(Available records Opens)

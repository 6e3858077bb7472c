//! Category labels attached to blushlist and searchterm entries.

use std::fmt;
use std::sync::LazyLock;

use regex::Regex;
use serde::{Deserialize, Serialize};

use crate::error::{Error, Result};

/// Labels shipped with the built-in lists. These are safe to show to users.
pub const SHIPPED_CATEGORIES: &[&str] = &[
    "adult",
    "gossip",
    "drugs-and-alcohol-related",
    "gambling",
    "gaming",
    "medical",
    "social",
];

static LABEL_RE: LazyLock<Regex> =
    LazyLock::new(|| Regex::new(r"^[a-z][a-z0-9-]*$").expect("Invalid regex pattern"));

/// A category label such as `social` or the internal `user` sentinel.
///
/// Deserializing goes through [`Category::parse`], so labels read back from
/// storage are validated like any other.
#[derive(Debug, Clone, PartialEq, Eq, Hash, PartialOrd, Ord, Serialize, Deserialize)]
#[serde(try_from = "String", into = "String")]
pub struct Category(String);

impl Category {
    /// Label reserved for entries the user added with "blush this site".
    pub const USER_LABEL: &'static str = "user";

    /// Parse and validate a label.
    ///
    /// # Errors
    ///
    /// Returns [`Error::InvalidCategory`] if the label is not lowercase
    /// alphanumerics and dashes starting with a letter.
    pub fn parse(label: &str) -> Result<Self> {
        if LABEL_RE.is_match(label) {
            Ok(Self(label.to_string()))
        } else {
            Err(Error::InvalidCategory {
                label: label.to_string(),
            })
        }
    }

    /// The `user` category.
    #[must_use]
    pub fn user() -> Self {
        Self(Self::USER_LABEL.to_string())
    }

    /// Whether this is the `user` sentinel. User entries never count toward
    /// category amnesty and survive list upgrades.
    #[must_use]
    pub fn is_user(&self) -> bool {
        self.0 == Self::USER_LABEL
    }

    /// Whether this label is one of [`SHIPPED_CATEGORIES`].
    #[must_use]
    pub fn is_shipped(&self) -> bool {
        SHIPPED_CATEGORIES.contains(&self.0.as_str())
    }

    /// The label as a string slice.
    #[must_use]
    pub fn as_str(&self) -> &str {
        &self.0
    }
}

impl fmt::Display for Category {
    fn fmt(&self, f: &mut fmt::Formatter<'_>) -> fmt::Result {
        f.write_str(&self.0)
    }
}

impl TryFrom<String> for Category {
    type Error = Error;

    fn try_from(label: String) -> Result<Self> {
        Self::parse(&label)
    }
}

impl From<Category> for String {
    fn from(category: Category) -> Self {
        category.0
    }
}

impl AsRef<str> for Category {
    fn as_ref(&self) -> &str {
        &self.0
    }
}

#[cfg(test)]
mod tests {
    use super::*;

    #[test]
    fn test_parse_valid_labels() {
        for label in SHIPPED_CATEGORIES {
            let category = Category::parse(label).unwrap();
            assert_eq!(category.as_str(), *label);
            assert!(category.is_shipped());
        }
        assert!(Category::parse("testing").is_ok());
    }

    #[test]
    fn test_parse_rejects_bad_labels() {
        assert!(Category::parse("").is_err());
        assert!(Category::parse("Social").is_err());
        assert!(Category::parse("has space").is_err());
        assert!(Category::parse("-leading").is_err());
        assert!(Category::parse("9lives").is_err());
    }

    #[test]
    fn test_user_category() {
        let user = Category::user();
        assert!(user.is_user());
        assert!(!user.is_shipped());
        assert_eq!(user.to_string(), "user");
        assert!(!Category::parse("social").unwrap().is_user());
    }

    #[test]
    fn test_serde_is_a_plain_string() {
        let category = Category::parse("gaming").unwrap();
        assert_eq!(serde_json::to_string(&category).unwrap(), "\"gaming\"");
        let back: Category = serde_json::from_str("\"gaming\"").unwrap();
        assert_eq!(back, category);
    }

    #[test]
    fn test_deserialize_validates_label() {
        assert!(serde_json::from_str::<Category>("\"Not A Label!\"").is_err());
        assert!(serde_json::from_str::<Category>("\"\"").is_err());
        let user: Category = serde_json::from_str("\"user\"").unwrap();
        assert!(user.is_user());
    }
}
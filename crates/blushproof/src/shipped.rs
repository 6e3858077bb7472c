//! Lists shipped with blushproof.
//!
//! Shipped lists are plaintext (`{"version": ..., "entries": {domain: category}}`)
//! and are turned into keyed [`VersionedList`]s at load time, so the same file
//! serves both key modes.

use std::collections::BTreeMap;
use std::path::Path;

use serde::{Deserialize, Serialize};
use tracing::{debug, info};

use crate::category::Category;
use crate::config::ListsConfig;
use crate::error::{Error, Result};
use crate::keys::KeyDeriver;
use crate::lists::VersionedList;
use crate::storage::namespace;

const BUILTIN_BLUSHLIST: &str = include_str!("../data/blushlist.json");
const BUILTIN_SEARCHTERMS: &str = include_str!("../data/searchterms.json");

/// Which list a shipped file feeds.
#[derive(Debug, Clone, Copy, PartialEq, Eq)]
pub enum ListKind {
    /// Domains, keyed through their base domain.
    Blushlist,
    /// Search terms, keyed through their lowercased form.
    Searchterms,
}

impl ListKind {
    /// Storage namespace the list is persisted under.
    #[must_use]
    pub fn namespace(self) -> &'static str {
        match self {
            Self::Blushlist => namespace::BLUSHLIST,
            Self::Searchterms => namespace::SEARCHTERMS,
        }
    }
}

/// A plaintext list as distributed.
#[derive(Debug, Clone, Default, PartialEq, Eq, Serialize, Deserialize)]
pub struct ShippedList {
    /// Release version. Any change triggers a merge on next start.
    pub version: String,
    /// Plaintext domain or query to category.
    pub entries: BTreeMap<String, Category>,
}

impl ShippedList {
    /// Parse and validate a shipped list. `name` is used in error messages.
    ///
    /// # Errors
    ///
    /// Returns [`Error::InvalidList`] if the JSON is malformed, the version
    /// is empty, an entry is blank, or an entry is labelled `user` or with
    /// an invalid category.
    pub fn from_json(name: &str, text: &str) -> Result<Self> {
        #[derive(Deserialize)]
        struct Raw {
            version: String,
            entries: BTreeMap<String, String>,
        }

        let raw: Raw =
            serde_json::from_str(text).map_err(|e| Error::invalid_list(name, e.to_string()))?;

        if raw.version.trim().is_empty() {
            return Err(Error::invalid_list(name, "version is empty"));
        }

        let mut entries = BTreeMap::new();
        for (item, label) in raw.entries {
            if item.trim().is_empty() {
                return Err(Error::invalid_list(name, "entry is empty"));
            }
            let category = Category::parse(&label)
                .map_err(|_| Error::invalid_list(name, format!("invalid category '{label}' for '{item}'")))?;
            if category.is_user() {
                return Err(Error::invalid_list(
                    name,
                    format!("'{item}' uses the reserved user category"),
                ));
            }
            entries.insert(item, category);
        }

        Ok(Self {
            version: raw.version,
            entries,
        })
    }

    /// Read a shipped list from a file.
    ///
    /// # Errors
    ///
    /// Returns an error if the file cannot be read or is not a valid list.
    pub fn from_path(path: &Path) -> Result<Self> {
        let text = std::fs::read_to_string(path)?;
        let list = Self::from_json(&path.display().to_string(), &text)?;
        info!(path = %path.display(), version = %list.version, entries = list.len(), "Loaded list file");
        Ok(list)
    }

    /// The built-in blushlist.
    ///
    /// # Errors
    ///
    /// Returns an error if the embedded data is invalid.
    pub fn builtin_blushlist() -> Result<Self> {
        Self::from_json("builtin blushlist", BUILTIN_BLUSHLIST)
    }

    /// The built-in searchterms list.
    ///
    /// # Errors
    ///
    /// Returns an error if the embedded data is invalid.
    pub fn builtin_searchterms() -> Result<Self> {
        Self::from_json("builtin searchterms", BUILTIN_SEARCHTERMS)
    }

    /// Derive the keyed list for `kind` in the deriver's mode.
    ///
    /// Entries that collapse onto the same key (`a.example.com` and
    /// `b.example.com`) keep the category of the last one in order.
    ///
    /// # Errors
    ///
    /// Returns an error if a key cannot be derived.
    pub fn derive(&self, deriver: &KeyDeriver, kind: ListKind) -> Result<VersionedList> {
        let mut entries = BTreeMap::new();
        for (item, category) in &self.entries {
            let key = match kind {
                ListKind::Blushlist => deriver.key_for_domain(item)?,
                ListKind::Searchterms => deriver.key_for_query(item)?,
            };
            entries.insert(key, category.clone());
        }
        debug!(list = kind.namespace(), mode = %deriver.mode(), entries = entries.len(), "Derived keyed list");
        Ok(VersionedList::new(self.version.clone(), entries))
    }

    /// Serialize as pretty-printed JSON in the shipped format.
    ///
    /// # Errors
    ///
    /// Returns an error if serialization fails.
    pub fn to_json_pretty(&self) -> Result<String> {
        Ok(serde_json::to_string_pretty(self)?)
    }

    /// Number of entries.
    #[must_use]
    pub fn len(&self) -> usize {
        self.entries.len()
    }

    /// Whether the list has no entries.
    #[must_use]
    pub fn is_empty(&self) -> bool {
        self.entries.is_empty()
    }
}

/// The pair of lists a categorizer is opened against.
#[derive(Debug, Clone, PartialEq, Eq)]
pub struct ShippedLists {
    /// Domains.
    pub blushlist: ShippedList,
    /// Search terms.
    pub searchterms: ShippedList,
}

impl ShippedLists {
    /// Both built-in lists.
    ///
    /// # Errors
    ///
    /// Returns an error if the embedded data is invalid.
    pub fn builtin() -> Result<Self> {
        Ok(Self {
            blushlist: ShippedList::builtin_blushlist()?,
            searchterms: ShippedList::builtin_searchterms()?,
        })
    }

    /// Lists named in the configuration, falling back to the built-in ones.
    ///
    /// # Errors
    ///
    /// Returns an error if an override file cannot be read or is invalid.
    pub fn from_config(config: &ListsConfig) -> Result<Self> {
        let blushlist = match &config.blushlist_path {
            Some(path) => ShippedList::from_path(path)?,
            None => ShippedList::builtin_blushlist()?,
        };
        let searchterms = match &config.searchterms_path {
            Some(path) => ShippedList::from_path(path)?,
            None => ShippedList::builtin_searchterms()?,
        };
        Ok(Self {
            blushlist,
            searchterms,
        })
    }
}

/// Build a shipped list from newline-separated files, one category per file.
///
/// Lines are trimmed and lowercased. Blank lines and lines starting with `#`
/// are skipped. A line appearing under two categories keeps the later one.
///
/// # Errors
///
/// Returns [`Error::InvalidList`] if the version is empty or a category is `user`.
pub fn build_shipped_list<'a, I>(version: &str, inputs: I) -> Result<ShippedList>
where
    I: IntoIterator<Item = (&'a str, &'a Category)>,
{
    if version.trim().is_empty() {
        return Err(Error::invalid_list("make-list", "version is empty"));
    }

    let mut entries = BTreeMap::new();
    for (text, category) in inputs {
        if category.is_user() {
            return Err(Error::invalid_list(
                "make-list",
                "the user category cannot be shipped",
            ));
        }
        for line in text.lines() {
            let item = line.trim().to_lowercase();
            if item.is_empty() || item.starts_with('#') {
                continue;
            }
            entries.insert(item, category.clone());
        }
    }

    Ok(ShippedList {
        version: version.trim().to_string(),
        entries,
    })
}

(Available records Closes)

To do: Wherever the string "unwrap" shows up in the material, copy the line that holds it.

Reply to the task:
            let category = Category::parse(label).unwrap();
        assert!(!Category::parse("social").unwrap().is_user());
        let category = Category::parse("gaming").unwrap();
        assert_eq!(serde_json::to_string(&category).unwrap(), "\"gaming\"");
        let back: Category = serde_json::from_str("\"gaming\"").unwrap();
        let user: Category = serde_json::from_str("\"user\"").unwrap();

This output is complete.